THE RECORDS:
━━━━━━━━━━━━━━━━━━━━

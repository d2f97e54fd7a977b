use anyhow::{Context, Result};
use lens_frontend::{DialectExtension, FrontendConfig};
use serde::Deserialize;
use std::path::{Path, PathBuf};

pub const CONFIG_FILE_NAME: &str = "cobol-lens.toml";

#[derive(Debug, Clone, Copy, Default, PartialEq, Eq, Deserialize)]
#[serde(rename_all = "snake_case")]
pub enum Preset {
    #[default]
    Standard,
    Relaxed,
}

/// Optional `cobol-lens.toml` at the project root.
///
/// ```toml
/// preset = "relaxed"
/// copy_paths = ["copy", "/shared/copylib"]
/// extensions = ["debug-lines"]
/// vendor_verbs = ["XML"]
/// concurrency = 4
/// ```
#[derive(Debug, Clone, Default, PartialEq, Eq, Deserialize)]
#[serde(default, deny_unknown_fields)]
pub struct ProjectConfig {
    pub preset: Preset,
    /// Relative entries are resolved against the project root
    pub copy_paths: Vec<PathBuf>,
    pub copy_extensions: Option<Vec<String>>,
    pub max_include_depth: Option<usize>,
    pub extensions: Vec<DialectExtension>,
    pub vendor_verbs: Vec<String>,
    pub concurrency: Option<usize>,
}

/// Command-line settings that take precedence over the file
#[derive(Debug, Clone, Default)]
pub struct Overrides {
    pub relaxed: bool,
    pub copy_paths: Vec<PathBuf>,
    pub concurrency: Option<usize>,
}

impl ProjectConfig {
    /// `explicit` must exist; the default file is optional
    pub fn load(root: &Path, explicit: Option<&Path>) -> Result<Self> {
        let (path, required) = match explicit {
            Some(path) => (path.to_path_buf(), true),
            None => (root.join(CONFIG_FILE_NAME), false),
        };
        if !required && !path.is_file() {
            return Ok(Self::default());
        }
        let raw = std::fs::read_to_string(&path)
            .with_context(|| format!("Failed to read config {}", path.display()))?;
        let config = Self::parse(&raw).with_context(|| format!("Invalid config {}", path.display()))?;
        log::debug!("Loaded {}", path.display());
        Ok(config)
    }

    pub fn parse(raw: &str) -> Result<Self> {
        toml::from_str(raw).map_err(Into::into)
    }

    pub fn frontend_config(&self, root: &Path, overrides: &Overrides) -> Result<FrontendConfig> {
        let mut config = if overrides.relaxed || self.preset == Preset::Relaxed {
            FrontendConfig::relaxed()
        } else {
            FrontendConfig::standard()
        };

        for dir in self.copy_paths.iter().chain(&overrides.copy_paths) {
            config = config.with_copy_path(if dir.is_absolute() {
                dir.clone()
            } else {
                root.join(dir)
            });
        }
        if let Some(extensions) = &self.copy_extensions {
            config.copy_extensions = extensions.clone();
        }
        if let Some(depth) = self.max_include_depth {
            config.max_include_depth = depth;
        }
        for extension in &self.extensions {
            config = config.with_extension(*extension);
        }
        config.dialect.vendor_verbs.extend(
            self.vendor_verbs
                .iter()
                .map(|verb| verb.to_ascii_uppercase()),
        );

        config.validate().map_err(anyhow::Error::msg)?;
        Ok(config)
    }

    pub fn concurrency(&self, overrides: &Overrides) -> Option<usize> {
        overrides.concurrency.or(self.concurrency)
    }
}
use std::collections::{BTreeMap, BTreeSet};
use std::path::{Path, PathBuf};
use std::sync::atomic::{AtomicBool, Ordering};
use std::sync::Arc;
use std::time::Instant;
use tokio::sync::Semaphore;
use tokio::task::JoinSet;

use crate::error::{IndexerError, Result};
use crate::limits::{clamp_concurrency, ingest_concurrency};
use crate::pipeline::{IngestOutcome, Pipeline};
use crate::scanner::{unit_id_for_path, UnitScanner};
use crate::stats::IngestStats;

/// Ingests every source unit under a project root, several units at a time.
///
/// Cancellation is cooperative: the flag is checked before each unit starts, never in
/// the middle of one.
pub struct ProjectIngestor {
    root: PathBuf,
    pipeline: Arc<Pipeline>,
    concurrency: usize,
    cancel: Arc<AtomicBool>,
}

impl ProjectIngestor {
    pub fn new(root: impl AsRef<Path>, pipeline: Arc<Pipeline>) -> Result<Self> {
        let root = root.as_ref().to_path_buf();
        if !root.is_dir() {
            return Err(IndexerError::InvalidPath(format!(
                "Path is not a directory: {}",
                root.display()
            )));
        }
        Ok(Self {
            root,
            pipeline,
            concurrency: ingest_concurrency(),
            cancel: Arc::new(AtomicBool::new(false)),
        })
    }

    /// Builder: units parsed at once (clamped to 1..=32)
    #[must_use]
    pub fn with_concurrency(mut self, limit: usize) -> Self {
        self.concurrency = clamp_concurrency(limit);
        self
    }

    /// Set to `true` to stop starting new units
    #[must_use]
    pub fn cancel_handle(&self) -> Arc<AtomicBool> {
        Arc::clone(&self.cancel)
    }

    #[must_use]
    pub fn root(&self) -> &Path {
        &self.root
    }

    /// Scan, ingest changed units, and drop units whose files disappeared
    pub async fn ingest_all(&self) -> Result<IngestStats> {
        let start = Instant::now();
        let mut stats = IngestStats::new();

        let root = self.root.clone();
        let scan = tokio::task::spawn_blocking(move || UnitScanner::new(root).scan())
            .await
            .map_err(|err| IndexerError::Other(format!("join scan task: {err}")))?;
        stats.units = scan.units.len();

        let assigned = assign_unit_ids(&self.root, &scan.units);
        let live: BTreeSet<String> = assigned.iter().map(|(_, id)| id.clone()).collect();
        log::info!(
            "Ingesting {} units from {} (concurrency {})",
            assigned.len(),
            self.root.display(),
            self.concurrency
        );

        let semaphore = Arc::new(Semaphore::new(self.concurrency));
        let mut tasks = JoinSet::new();
        for (path, unit_id) in assigned {
            if self.cancel.load(Ordering::Relaxed) {
                stats.skipped += 1;
                continue;
            }
            let permit = Arc::clone(&semaphore)
                .acquire_owned()
                .await
                .map_err(|err| IndexerError::Other(format!("ingest semaphore closed: {err}")))?;
            let pipeline = Arc::clone(&self.pipeline);
            let cancel = Arc::clone(&self.cancel);
            tasks.spawn_blocking(move || {
                let _permit = permit;
                if cancel.load(Ordering::Relaxed) {
                    return (unit_id, None);
                }
                let outcome = pipeline.ingest_file_as(&path, &unit_id);
                (unit_id, Some(outcome))
            });
        }

        while let Some(joined) = tasks.join_next().await {
            let (unit_id, outcome) =
                joined.map_err(|err| IndexerError::Other(format!("join ingest task: {err}")))?;
            match outcome {
                None => stats.skipped += 1,
                Some(Ok(IngestOutcome::Indexed {
                    source_lines,
                    diagnostics,
                    ..
                })) => stats.add_indexed(source_lines, diagnostics),
                Some(Ok(IngestOutcome::Unchanged { .. })) => stats.unchanged += 1,
                Some(Ok(IngestOutcome::Failed { unit_id, reason })) => stats.add_failure(unit_id, reason),
                Some(Err(err)) => {
                    log::warn!("{unit_id}: {err}");
                    stats.add_error(format!("{unit_id}: {err}"));
                }
            }
        }

        stats.cancelled = self.cancel.load(Ordering::Relaxed);
        if !stats.cancelled {
            let corpus = self.pipeline.corpus();
            let snapshot = corpus.snapshot();
            let stale: Vec<String> = snapshot
                .unit_ids()
                .chain(snapshot.failed().keys().map(String::as_str))
                .filter(|id| !live.contains(*id))
                .map(str::to_string)
                .collect();
            for unit_id in stale {
                log::debug!("{unit_id}: source gone, removing");
                corpus.remove(&unit_id);
                stats.removed += 1;
            }
        }

        stats.normalize();
        stats.time_ms = u64::try_from(start.elapsed().as_millis()).unwrap_or(u64::MAX);
        log::info!(
            "Ingested {} units: {} indexed, {} unchanged, {} failed, {} removed in {} ms",
            stats.units,
            stats.indexed,
            stats.unchanged,
            stats.failed.len(),
            stats.removed,
            stats.time_ms
        );
        Ok(stats)
    }
}

/// Unit ids by file stem; stems shared by several files fall back to the
/// upper-cased relative path without extension
fn assign_unit_ids(root: &Path, paths: &[PathBuf]) -> Vec<(PathBuf, String)> {
    let mut by_stem: BTreeMap<String, usize> = BTreeMap::new();
    for path in paths {
        *by_stem.entry(unit_id_for_path(path)).or_default() += 1;
    }

    paths
        .iter()
        .map(|path| {
            let stem = unit_id_for_path(path);
            let id = if by_stem.get(&stem).copied().unwrap_or(0) > 1 {
                let relative = path.strip_prefix(root).unwrap_or(path).with_extension("");
                relative
                    .components()
                    .map(|c| c.as_os_str().to_string_lossy().to_ascii_uppercase())
                    .collect::<Vec<_>>()
                    .join("/")
            } else {
                stem
            };
            (path.clone(), id)
        })
        .collect()
}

━━━━━━━━━━━━━━━━━━━━

WORK TO COMPLETE: Please give an exact copy of the lines above, beginning with the line containing "let mut stats = IngestStats::new();" and running through the line containing "let (unit_id, outcome)", and of no other lines.

ANSWER FOR THIS EXERCISE:
        let mut stats = IngestStats::new();

        let root = self.root.clone();
        let scan = tokio::task::spawn_blocking(move || UnitScanner::new(root).scan())
            .await
            .map_err(|err| IndexerError::Other(format!("join scan task: {err}")))?;
        stats.units = scan.units.len();

        let assigned = assign_unit_ids(&self.root, &scan.units);
        let live: BTreeSet<String> = assigned.iter().map(|(_, id)| id.clone()).collect();
        log::info!(
            "Ingesting {} units from {} (concurrency {})",
            assigned.len(),
            self.root.display(),
            self.concurrency
        );

        let semaphore = Arc::new(Semaphore::new(self.concurrency));
        let mut tasks = JoinSet::new();
        for (path, unit_id) in assigned {
            if self.cancel.load(Ordering::Relaxed) {
                stats.skipped += 1;
                continue;
            }
            let permit = Arc::clone(&semaphore)
                .acquire_owned()
                .await
                .map_err(|err| IndexerError::Other(format!("ingest semaphore closed: {err}")))?;
            let pipeline = Arc::clone(&self.pipeline);
            let cancel = Arc::clone(&self.cancel);
            tasks.spawn_blocking(move || {
                let _permit = permit;
                if cancel.load(Ordering::Relaxed) {
                    return (unit_id, None);
                }
                let outcome = pipeline.ingest_file_as(&path, &unit_id);
                (unit_id, Some(outcome))
            });
        }

        while let Some(joined) = tasks.join_next().await {
            let (unit_id, outcome) =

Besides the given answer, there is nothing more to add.